Monsieur DAUTAJ fut entendu en date du même jour par un agent du service de police judiciaire, section police des étrangers et des jeux, de la gendarmerie grand-ducale, sur l’itinéraire suivi pour venir au Luxembourg, ainsi que sur son identité.

Monsieur DAUTAJ fut entendu en date du 24 février 2000 par un agent du ministère de la Justice sur les motifs à la base de sa demande d’asile, en présence de son avocat et d’un tuteur.

Par décision du 20 novembre 2000, notifiée en date du 12 décembre 2000, le ministre de la Justice informa Monsieur DAUTAJ de ce que sa demande avait été rejetée. Ladite décision est motivée comme suit :

« Vous expliquez que la maison de vos parents aurait été détruite lors des bombardements par les Serbes. Vous exposez que vous voudriez rester au Luxembourg jusqu’à ce que la situation se soit calmée au Kosovo. Vous souhaiteriez terminer vos études au Luxembourg et y trouver un emploi. Vous dites ne pas être membre d’un parti politique et ne pas avoir été personnellement persécuté. Enfin, vous affirmez ne pas avoir peur au Kosovo.

Il y a d’abord lieu de relever que la reconnaissance du statut de réfugié n’est pas uniquement conditionnée par la situation générale du pays d’origine, mais aussi et surtout par la situation particulière du demandeur d’asile qui doit établir, concrètement, que sa situation individuelle est telle qu’elle laisse supposer une crainte justifiée de persécution au sens de la Convention de Genève.

Force est de constater que le conflit armé est terminé et qu’une situation de paix s’est installée dans votre région d’origine. L’armée fédérale yougoslave et les forces de police dépendant des autorités serbes, à l’origine des répressions et des exactions commises au Kosovo, ont quitté ce territoire. Une force armée internationale, agissant sous l’égide des Nations Unies, est installée au Kosovo pour assurer la coexistence pacifique entre les différentes communautés et une administration civile, placée sous l’autorité des Nations Unies, a été mise en place.

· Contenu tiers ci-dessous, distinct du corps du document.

#![forbid(unsafe_code)]

//! Engine configuration loaded from TOML or JSON.
//!
//! Every field has a default, so an empty document is a valid configuration.
//!
//! ```
//! use fsadmin_core::{EngineConfig, ReentrancyPolicy, SelectionMode};
//!
//! let config = EngineConfig::from_toml_str(
//!     r#"
//!     selection_mode = "multiple"
//!
//!     [log]
//!     filter = "fsadmin_runtime=debug"
//!     "#,
//! )
//! .unwrap();
//! assert_eq!(config.selection_mode, SelectionMode::Multiple);
//! assert_eq!(config.reentrancy, ReentrancyPolicy::Defer);
//! ```

use std::fs;
use std::path::Path;

use serde::{Deserialize, Serialize};

use crate::error::ConfigError;

/// Selection cardinality of a collection view.
#[derive(Debug, Clone, Copy, PartialEq, Eq, Hash, Default, Serialize, Deserialize)]
#[serde(rename_all = "snake_case")]
pub enum SelectionMode {
    /// At most one box selected at a time.
    #[default]
    Single,
    /// Any subset of the visible boxes may be selected.
    Multiple,
}

/// Direction of a single sort key.
#[derive(Debug, Clone, Copy, PartialEq, Eq, Hash, Default, Serialize, Deserialize)]
#[serde(rename_all = "snake_case")]
pub enum SortDirection {
    #[default]
    Ascending,
    Descending,
}

impl SortDirection {
    /// The opposite direction.
    #[must_use]
    pub const fn flipped(self) -> Self {
        match self {
            Self::Ascending => Self::Descending,
            Self::Descending => Self::Ascending,
        }
    }

    /// `true` for [`SortDirection::Ascending`].
    #[must_use]
    pub const fn is_ascending(self) -> bool {
        matches!(self, Self::Ascending)
    }
}

/// What a collection or view does when it is mutated from inside one of its
/// own change handlers.
#[derive(Debug, Clone, Copy, PartialEq, Eq, Hash, Default, Serialize, Deserialize)]
#[serde(rename_all = "snake_case")]
pub enum ReentrancyPolicy {
    /// Queue the mutation and apply it once the in-flight notification ends.
    #[default]
    Defer,
    /// Panic with a description of the offending mutation.
    Panic,
}

/// Logging setup consumed by [`crate::logging::init`].
#[derive(Debug, Clone, PartialEq, Eq, Serialize, Deserialize)]
#[serde(default)]
pub struct LogConfig {
    /// `EnvFilter` directive string. `RUST_LOG` overrides it when set.
    pub filter: String,
    /// Emit JSON lines instead of the human-readable format.
    pub json: bool,
}

impl Default for LogConfig {
    fn default() -> Self {
        Self {
            filter: "info".to_owned(),
            json: false,
        }
    }
}

/// Top-level engine configuration.
#[derive(Debug, Clone, PartialEq, Eq, Default, Serialize, Deserialize)]
#[serde(default)]
pub struct EngineConfig {
    /// Selection mode for newly created collection views.
    pub selection_mode: SelectionMode,
    /// Direction used when a view sorts by a key without naming one.
    pub default_direction: SortDirection,
    /// Handling of re-entrant mutation during change notification.
    pub reentrancy: ReentrancyPolicy,
    /// Logging setup.
    pub log: LogConfig,
}

impl EngineConfig {
    /// Parse and validate a TOML document.
    pub fn from_toml_str(input: &str) -> Result<Self, ConfigError> {
        let config: Self = toml::from_str(input)?;
        config.validate()?;
        Ok(config)
    }

    /// Parse and validate a JSON document.
    pub fn from_json_str(input: &str) -> Result<Self, ConfigError> {
        let config: Self = serde_json::from_str(input)?;
        config.validate()?;
        Ok(config)
    }

    /// Load a configuration file. Files ending in `.json` are parsed as
    /// JSON; anything else is parsed as TOML.
    pub fn load(path: impl AsRef<Path>) -> Result<Self, ConfigError> {
        let path = path.as_ref();
        let text = fs::read_to_string(path).map_err(|source| ConfigError::Io {
            path: path.to_path_buf(),
            source,
        })?;
        let is_json = path
            .extension()
            .and_then(|ext| ext.to_str())
            .is_some_and(|ext| ext.eq_ignore_ascii_case("json"));
        let config = if is_json {
            Self::from_json_str(&text)?
        } else {
            Self::from_toml_str(&text)?
        };
        tracing::debug!(path = %path.display(), ?config, "loaded engine config");
        Ok(config)
    }

    /// Reject values that parse but cannot be used.
    pub fn validate(&self) -> Result<(), ConfigError> {
        if self.log.filter.trim().is_empty() {
            return Err(ConfigError::Invalid {
                field: "log.filter",
                reason: "filter must not be empty".to_owned(),
            });
        }
        Ok(())
    }
}

#[cfg(test)]
mod tests {
    use super::*;
    use std::io::Write;

    #[test]
    fn empty_toml_yields_defaults() {
        let config = EngineConfig::from_toml_str("").unwrap();
        assert_eq!(config, EngineConfig::default());
        assert_eq!(config.selection_mode, SelectionMode::Single);
        assert_eq!(config.log.filter, "info");
    }

    #[test]
    fn toml_overrides_fields() {
        let config = EngineConfig::from_toml_str(
            r#"
            selection_mode = "multiple"
            default_direction = "descending"
            reentrancy = "panic"

            [log]
            json = true
            "#,
        )
        .unwrap();
        assert_eq!(config.selection_mode, SelectionMode::Multiple);
        assert_eq!(config.default_direction, SortDirection::Descending);
        assert_eq!(config.reentrancy, ReentrancyPolicy::Panic);
        assert!(config.log.json);
        assert_eq!(config.log.filter, "info", "unset nested field keeps default");
    }

    #[test]
    fn json_round_trips_through_serde() {
        let config = EngineConfig {
            selection_mode: SelectionMode::Multiple,
            ..EngineConfig::default()
        };
        let text = serde_json::to_string(&config).unwrap();
        assert_eq!(EngineConfig::from_json_str(&text).unwrap(), config);
    }

    #[test]
    fn unknown_variant_is_a_parse_error() {
        let err = EngineConfig::from_toml_str(r#"selection_mode = "many""#).unwrap_err();
        assert!(err.is_parse_error());
    }

    #[test]
    fn empty_filter_is_rejected() {
        let err = EngineConfig::from_json_str(r#"{"log": {"filter": "  "}}"#).unwrap_err();
        assert!(matches!(
            err,
            ConfigError::Invalid {
                field: "log.filter",
                ..
            }
        ));
    }

    #[test]
    fn load_picks_parser_by_extension() {
        let dir = tempfile::tempdir().unwrap();

        let json_path = dir.path().join("engine.json");
        let mut file = fs::File::create(&json_path).unwrap();
        write!(file, r#"{{"selection_mode": "multiple"}}"#).unwrap();
        let config = EngineConfig::load(&json_path).unwrap();
        assert_eq!(config.selection_mode, SelectionMode::Multiple);

        let toml_path = dir.path().join("engine.toml");
        fs::write(&toml_path, "reentrancy = \"panic\"\n").unwrap();
        let config = EngineConfig::load(&toml_path).unwrap();
        assert_eq!(config.reentrancy, ReentrancyPolicy::Panic);
    }

    #[test]
    fn load_missing_file_reports_path() {
        let dir = tempfile::tempdir().unwrap();
        let missing = dir.path().join("absent.toml");
        let err = EngineConfig::load(&missing).unwrap_err();
        match err {
            ConfigError::Io { path, .. } => assert_eq!(path, missing),
            other => panic!("expected Io error, got {other:?}"),
        }
    }

    #[test]
    fn direction_flips() {
        assert_eq!(SortDirection::Ascending.flipped(), SortDirection::Descending);
        assert!(SortDirection::default().is_ascending());
    }
}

Par ailleurs, des centaines de milliers de personnes, qui avaient quitté le Kosovo pour se réfugier en Albanie et dans l’Ancienne République yougoslave de Macédoine, ont réintégré leurs foyers après l’entrée des forces internationales sur le territoire.

La destruction de la maison de vos parents – même à la supposer établie, alors que vous ne communiquez que quelques photos qui pourraient montrer n’importe quelle autre maison – et l’insécurité au Kosovo que vous invoquez ne sont pas non plus de nature à justifier une crainte de persécution pour un motif énoncé par la Convention de Genève.

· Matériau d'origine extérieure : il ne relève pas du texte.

#![forbid(unsafe_code)]

//! Guard against mutating a collection or view from inside its own change
//! handler.
//!
//! Every mutating entry point of a collection or view goes through
//! [`DeferredQueue::run_or_defer`], and every notification it raises runs
//! inside [`DeferredQueue::notify`]. While a notification is in flight, a
//! mutation request is either queued (applied FIFO right after the outermost
//! notification returns) or rejected with a panic, depending on the
//! [`ReentrancyPolicy`].
//!
//! # Invariants
//!
//! 1. A queued operation never runs while its owner is notifying.
//! 2. Queued operations run in request order.
//! 3. The notifying depth is restored even if a subscriber panics.

use std::cell::{Cell, RefCell};
use std::collections::VecDeque;

use fsadmin_core::ReentrancyPolicy;

type Deferred = Box<dyn FnOnce()>;

/// Per-owner notification depth plus the queue of postponed mutations.
pub struct DeferredQueue {
    owner: &'static str,
    policy: Cell<ReentrancyPolicy>,
    depth: Cell<u32>,
    draining: Cell<bool>,
    pending: RefCell<VecDeque<Deferred>>,
}

impl std::fmt::Debug for DeferredQueue {
    fn fmt(&self, f: &mut std::fmt::Formatter<'_>) -> std::fmt::Result {
        f.debug_struct("DeferredQueue")
            .field("owner", &self.owner)
            .field("policy", &self.policy.get())
            .field("depth", &self.depth.get())
            .field("pending", &self.pending.borrow().len())
            .finish()
    }
}

struct Restore<'a> {
    cell: &'a Cell<u32>,
}

impl Drop for Restore<'_> {
    fn drop(&mut self) {
        self.cell.set(self.cell.get() - 1);
    }
}

struct Draining<'a> {
    flag: &'a Cell<bool>,
}

impl Drop for Draining<'_> {
    fn drop(&mut self) {
        self.flag.set(false);
    }
}

impl DeferredQueue {
    /// Create a queue for the object named `owner` (used in logs and panics).
    #[must_use]
    pub fn new(owner: &'static str, policy: ReentrancyPolicy) -> Self {
        Self {
            owner,
            policy: Cell::new(policy),
            depth: Cell::new(0),
            draining: Cell::new(false),
            pending: RefCell::new(VecDeque::new()),
        }
    }

    /// Current policy.
    #[must_use]
    pub fn policy(&self) -> ReentrancyPolicy {
        self.policy.get()
    }

    /// Change the policy for subsequent requests.
    pub fn set_policy(&self, policy: ReentrancyPolicy) {
        self.policy.set(policy);
    }

    /// Whether a notification is in flight.
    #[must_use]
    pub fn is_notifying(&self) -> bool {
        self.depth.get() > 0
    }

    /// Number of queued operations.
    #[must_use]
    pub fn pending_len(&self) -> usize {
        self.pending.borrow().len()
    }

    /// Run `op` now, or handle it per policy if a notification is in flight.
    ///
    /// # Panics
    ///
    /// Panics under [`ReentrancyPolicy::Panic`] when called re-entrantly.
    pub fn run_or_defer(&self, op: impl FnOnce() + 'static) {
        if !self.is_notifying() {
            op();
            return;
        }
        match self.policy.get() {
            ReentrancyPolicy::Defer => self.enqueue(Box::new(op)),
            ReentrancyPolicy::Panic => panic!(
                "{} mutated from inside its own change notification",
                self.owner
            ),
        }
    }

    /// Like [`run_or_defer`](Self::run_or_defer) but always queues while
    /// notifying. Used for reactions to upstream events, which are not the
    /// subscriber's fault.
    pub(crate) fn run_or_queue(&self, op: impl FnOnce() + 'static) {
        if self.is_notifying() {
            self.enqueue(Box::new(op));
        } else {
            op();
        }
    }

    fn enqueue(&self, op: Deferred) {
        self.pending.borrow_mut().push_back(op);
        tracing::debug!(
            owner = self.owner,
            pending = self.pending_len(),
            "re-entrant mutation deferred"
        );
    }

    /// Run `f` as a notification. Queued operations are flushed once the
    /// outermost notification returns.
    pub fn notify<R>(&self, f: impl FnOnce() -> R) -> R {
        self.depth.set(self.depth.get() + 1);
        let result = {
            let _restore = Restore { cell: &self.depth };
            f()
        };
        if !self.is_notifying() {
            self.drain();
        }
        result
    }

    fn drain(&self) {
        if self.draining.get() {
            return;
        }
        self.draining.set(true);
        let _reset = Draining {
            flag: &self.draining,
        };
        loop {
            let next = self.pending.borrow_mut().pop_front();
            match next {
                Some(op) => op(),
                None => break,
            }
        }
    }
}

#[cfg(test)]
mod tests {
    use super::*;
    use std::panic::{self, AssertUnwindSafe};
    use std::rc::Rc;

    #[test]
    fn runs_immediately_when_idle() {
        let queue = DeferredQueue::new("test", ReentrancyPolicy::Defer);
        let hit = Rc::new(Cell::new(false));
        let h = Rc::clone(&hit);
        queue.run_or_defer(move || h.set(true));
        assert!(hit.get());
    }

    #[test]
    fn defers_until_notification_ends() {
        let queue = Rc::new(DeferredQueue::new("test", ReentrancyPolicy::Defer));
        let log = Rc::new(RefCell::new(Vec::new()));

        let (q, l) = (Rc::clone(&queue), Rc::clone(&log));
        queue.notify(move || {
            let l1 = Rc::clone(&l);
            q.run_or_defer(move || l1.borrow_mut().push("first"));
            let l2 = Rc::clone(&l);
            q.run_or_defer(move || l2.borrow_mut().push("second"));
            assert_eq!(q.pending_len(), 2);
            l.borrow_mut().push("notify");
        });

        assert_eq!(*log.borrow(), vec!["notify", "first", "second"]);
        assert_eq!(queue.pending_len(), 0);
    }

    #[test]
    fn nested_notification_flushes_at_outermost() {
        let queue = Rc::new(DeferredQueue::new("test", ReentrancyPolicy::Defer));
        let hit = Rc::new(Cell::new(false));
        let (q, h) = (Rc::clone(&queue), Rc::clone(&hit));
        queue.notify(move || {
            let q2 = Rc::clone(&q);
            let h2 = Rc::clone(&h);
            q.notify(move || q2.run_or_defer(move || h2.set(true)));
            assert!(!h.get(), "inner notify must not flush");
        });
        assert!(hit.get());
    }

    #[test]
    fn panic_policy_rejects_reentrancy() {
        let queue = Rc::new(DeferredQueue::new("view", ReentrancyPolicy::Panic));
        let q = Rc::clone(&queue);
        let result = panic::catch_unwind(AssertUnwindSafe(|| {
            queue.notify(|| q.run_or_defer(|| {}));
        }));
        assert!(result.is_err());
        assert!(!queue.is_notifying(), "depth restored after unwind");
    }

    #[test]
    fn upstream_reactions_queue_under_panic_policy() {
        let queue = Rc::new(DeferredQueue::new("view", ReentrancyPolicy::Panic));
        let hit = Rc::new(Cell::new(false));
        let (q, h) = (Rc::clone(&queue), Rc::clone(&hit));
        queue.notify(move || q.run_or_queue(move || h.set(true)));
        assert!(hit.get());
    }
}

Par conséquent vous n’alléguez aucune crainte raisonnable de persécution susceptible de rendre votre vie intolérable dans votre pays. Ainsi une crainte justifiée de persécution en raison d’opinions politiques, de la race, de la religion, de la nationalité ou de l’appartenance à un groupe social n’est pas établie.

Votre demande en obtention du statut de réfugié est dès lors refusée comme non fondée au sens de l’article 11 de la loi du 3 avril 1996 portant création 1) d’une procédure relative à l’examen d’une demande d’asile ; 2) d’un régime de protection temporaire, de sorte que vous ne sauriez bénéficier de la protection accordée par la Convention de Genève. (…) ».

Par lettre du 9 janvier 2001, Monsieur DAUTAJ introduisit, par le biais de son mandataire, un recours gracieux à l’encontre de la décision ministérielle précitée du 20 novembre 2000. Dans ladite lettre, il sollicita encore la reconnaissance d’un statut de tolérance, afin d’être autorisé à rester temporairement au Luxembourg soit jusqu’à ce que la 2 maison d’habitation de ses parents aura été reconstruite, soit jusqu’à la fin de l’année scolaire afin de lui permettre de poursuivre ses cours.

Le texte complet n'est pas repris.